ABOUT THIS EXERCISE ▸ Reproduce the line that holds "async fn recv(&self)" together with all the lines after it up to the end of the entries.

(Stored data)
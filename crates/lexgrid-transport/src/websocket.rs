//! WebSocket transport implementation using `tokio-tungstenite`.
//!
//! The socket is split into a sink and a stream, each behind its own lock,
//! so one task can sit in [`Connection::recv`] while another task sends.

use std::net::SocketAddr;
use std::sync::atomic::{AtomicU64, Ordering};

use futures_util::stream::{SplitSink, SplitStream};
use futures_util::{SinkExt, StreamExt};
use tokio::net::{TcpListener, TcpStream};
use tokio::sync::Mutex;
use tokio_tungstenite::tungstenite::{self, Message};

use crate::{Connection, ConnectionId, Transport, TransportConfig, TransportError};

static NEXT_CONNECTION_ID: AtomicU64 = AtomicU64::new(1);

type WsStream = tokio_tungstenite::WebSocketStream<TcpStream>;

/// A WebSocket-based [`Transport`] that listens for incoming connections.
pub struct WebSocketTransport {
    listener: TcpListener,
    config: TransportConfig,
}

impl WebSocketTransport {
    /// Binds with [`TransportConfig::default`].
    pub async fn bind(addr: &str) -> Result<Self, TransportError> {
        Self::bind_with(addr, TransportConfig::default()).await
    }

    pub async fn bind_with(addr: &str, config: TransportConfig) -> Result<Self, TransportError> {
        let listener = TcpListener::bind(addr)
            .await
            .map_err(TransportError::AcceptFailed)?;
        tracing::info!(addr, max_frame_bytes = config.max_frame_bytes, "WebSocket transport listening");
        Ok(Self { listener, config })
    }

    /// The address the listener is bound to (useful after binding port 0).
    pub fn local_addr(&self) -> std::io::Result<SocketAddr> {
        self.listener.local_addr()
    }
}

impl Transport for WebSocketTransport {
    type Connection = WebSocketConnection;
    type Error = TransportError;

    async fn accept(&mut self) -> Result<Self::Connection, Self::Error> {
        let (stream, addr) = self
            .listener
            .accept()
            .await
            .map_err(TransportError::AcceptFailed)?;

        let ws = tokio_tungstenite::accept_async(stream).await.map_err(|e| {
            TransportError::AcceptFailed(std::io::Error::new(
                std::io::ErrorKind::ConnectionRefused,
                e,
            ))
        })?;

        let id = ConnectionId::new(NEXT_CONNECTION_ID.fetch_add(1, Ordering::Relaxed));
        tracing::debug!(%id, %addr, "accepted WebSocket connection");

        let (sink, stream) = ws.split();
        Ok(WebSocketConnection {
            id,
            peer: addr,
            max_frame_bytes: self.config.max_frame_bytes,
            sink: Mutex::new(sink),
            stream: Mutex::new(stream),
        })
    }
}

/// A single WebSocket connection.
pub struct WebSocketConnection {
    id: ConnectionId,
    peer: SocketAddr,
    max_frame_bytes: usize,
    sink: Mutex<SplitSink<WsStream, Message>>,
    stream: Mutex<SplitStream<WsStream>>,
}

fn send_error(e: tungstenite::Error) -> TransportError {
    match e {
        tungstenite::Error::ConnectionClosed | tungstenite::Error::AlreadyClosed => {
            TransportError::ConnectionClosed(e.to_string())
        }
        other => TransportError::SendFailed(std::io::Error::new(
            std::io::ErrorKind::BrokenPipe,
            other,
        )),
    }
}

impl Connection for WebSocketConnection {
    type Error = TransportError;

    /// UTF-8 payloads go out as text frames, anything else as binary.
    async fn send(&self, data: &[u8]) -> Result<(), Self::Error> {
        let msg = match std::str::from_utf8(data) {
            Ok(text) => Message::Text(text.into()),
            Err(_) => Message::Binary(data.to_vec().into()),
        };
        self.sink.lock().await.send(msg).await.map_err(send_error)
    }

    async fn recv(&self) -> Result<Option<Vec<u8>>, Self::Error> {
        let mut stream = self.stream.lock().await;
        loop {
            let data: Vec<u8> = match stream.next().await {
                Some(Ok(Message::Text(text))) => text.as_bytes().to_vec(),
                Some(Ok(Message::Binary(data))) => data.into(),
                Some(Ok(Message::Close(_))) | None => return Ok(None),
                Some(Ok(_)) => continue, // ping/pong/raw frame
                Some(Err(e)) => {
                    return Err(TransportError::ReceiveFailed(std::io::Error::new(
                        std::io::ErrorKind::ConnectionReset,
                        e,
                    )));
                }
            };
            if data.len() > self.max_frame_bytes {
                return Err(TransportError::FrameTooLarge {
                    len: data.len(),
                    max: self.max_frame_bytes,
                });
            }
            return Ok(Some(data));
        }
    }

    async fn close(&self) -> Result<(), Self::Error> {
        self.sink.lock().await.close().await.map_err(send_error)
    }

    fn id(&self) -> ConnectionId {
        self.id
    }

    fn peer_addr(&self) -> SocketAddr {
        self.peer
    }
}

TASK SOLUTION ▸
    async fn recv(&self) -> Result<Option<Vec<u8>>, Self::Error> {
        let mut stream = self.stream.lock().await;
        loop {
            let data: Vec<u8> = match stream.next().await {
                Some(Ok(Message::Text(text))) => text.as_bytes().to_vec(),
                Some(Ok(Message::Binary(data))) => data.into(),
                Some(Ok(Message::Close(_))) | None => return Ok(None),
                Some(Ok(_)) => continue, // ping/pong/raw frame
                Some(Err(e)) => {
                    return Err(TransportError::ReceiveFailed(std::io::Error::new(
                        std::io::ErrorKind::ConnectionReset,
                        e,
                    )));
                }
            };
            if data.len() > self.max_frame_bytes {
                return Err(TransportError::FrameTooLarge {
                    len: data.len(),
                    max: self.max_frame_bytes,
                });
            }
            return Ok(Some(data));
        }
    }

    async fn close(&self) -> Result<(), Self::Error> {
        self.sink.lock().await.close().await.map_err(send_error)
    }

    fn id(&self) -> ConnectionId {
        self.id
    }

    fn peer_addr(&self) -> SocketAddr {
        self.peer
    }
}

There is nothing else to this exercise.